Problem statement: Pull every line containing "Debug" from the listing.

**** Given entries ****

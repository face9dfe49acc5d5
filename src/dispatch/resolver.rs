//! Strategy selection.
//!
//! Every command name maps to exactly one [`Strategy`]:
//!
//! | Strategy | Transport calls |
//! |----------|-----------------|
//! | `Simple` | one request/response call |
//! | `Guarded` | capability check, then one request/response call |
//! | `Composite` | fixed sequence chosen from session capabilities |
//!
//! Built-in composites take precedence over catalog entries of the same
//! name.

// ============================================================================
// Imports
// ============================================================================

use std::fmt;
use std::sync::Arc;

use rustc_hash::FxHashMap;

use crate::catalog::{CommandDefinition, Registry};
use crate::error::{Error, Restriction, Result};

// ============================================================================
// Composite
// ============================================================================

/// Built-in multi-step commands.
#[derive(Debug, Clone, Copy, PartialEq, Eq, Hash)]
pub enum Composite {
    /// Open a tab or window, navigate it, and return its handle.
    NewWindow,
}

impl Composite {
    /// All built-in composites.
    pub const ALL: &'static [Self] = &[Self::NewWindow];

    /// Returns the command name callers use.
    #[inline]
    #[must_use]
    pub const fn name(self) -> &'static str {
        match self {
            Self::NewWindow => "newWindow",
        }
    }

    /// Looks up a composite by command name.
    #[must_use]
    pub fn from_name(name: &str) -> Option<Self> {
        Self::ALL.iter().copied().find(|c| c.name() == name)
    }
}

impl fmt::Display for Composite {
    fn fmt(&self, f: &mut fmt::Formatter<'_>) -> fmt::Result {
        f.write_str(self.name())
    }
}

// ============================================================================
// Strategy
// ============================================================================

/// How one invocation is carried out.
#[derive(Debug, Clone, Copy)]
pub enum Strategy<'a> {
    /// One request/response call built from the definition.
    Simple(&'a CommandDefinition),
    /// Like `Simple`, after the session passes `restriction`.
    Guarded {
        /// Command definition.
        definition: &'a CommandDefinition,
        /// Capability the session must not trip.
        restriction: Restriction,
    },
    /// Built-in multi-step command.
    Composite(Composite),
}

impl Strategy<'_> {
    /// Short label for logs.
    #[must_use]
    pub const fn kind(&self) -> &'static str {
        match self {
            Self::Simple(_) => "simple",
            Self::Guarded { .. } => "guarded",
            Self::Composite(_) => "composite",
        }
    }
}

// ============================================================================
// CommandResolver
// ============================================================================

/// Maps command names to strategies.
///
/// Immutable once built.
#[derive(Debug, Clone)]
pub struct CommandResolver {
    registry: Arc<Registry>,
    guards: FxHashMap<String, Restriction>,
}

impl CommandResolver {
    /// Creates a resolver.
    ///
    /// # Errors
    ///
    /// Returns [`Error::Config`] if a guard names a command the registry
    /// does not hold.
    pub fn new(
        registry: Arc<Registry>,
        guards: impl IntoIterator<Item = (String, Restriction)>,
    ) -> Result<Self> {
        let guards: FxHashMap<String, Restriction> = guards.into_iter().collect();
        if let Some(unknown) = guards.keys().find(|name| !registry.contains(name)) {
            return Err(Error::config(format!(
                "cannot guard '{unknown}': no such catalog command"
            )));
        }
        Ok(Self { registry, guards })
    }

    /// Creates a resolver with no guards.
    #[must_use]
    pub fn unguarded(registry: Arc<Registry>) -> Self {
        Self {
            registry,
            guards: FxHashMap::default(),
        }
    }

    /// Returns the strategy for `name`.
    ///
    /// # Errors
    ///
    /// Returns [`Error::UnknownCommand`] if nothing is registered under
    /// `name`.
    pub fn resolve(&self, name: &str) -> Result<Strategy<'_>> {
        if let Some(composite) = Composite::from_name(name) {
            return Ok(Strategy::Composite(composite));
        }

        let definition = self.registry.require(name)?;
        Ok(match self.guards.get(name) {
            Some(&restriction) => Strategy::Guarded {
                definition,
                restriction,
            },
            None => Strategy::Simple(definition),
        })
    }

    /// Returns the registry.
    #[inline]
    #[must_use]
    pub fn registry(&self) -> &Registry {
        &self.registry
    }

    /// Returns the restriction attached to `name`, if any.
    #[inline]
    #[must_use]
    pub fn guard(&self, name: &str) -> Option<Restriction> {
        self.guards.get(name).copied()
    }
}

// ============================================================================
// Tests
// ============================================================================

****

Answer to this task:
#[derive(Debug, Clone, Copy, PartialEq, Eq, Hash)]
#[derive(Debug, Clone, Copy)]
#[derive(Debug, Clone)]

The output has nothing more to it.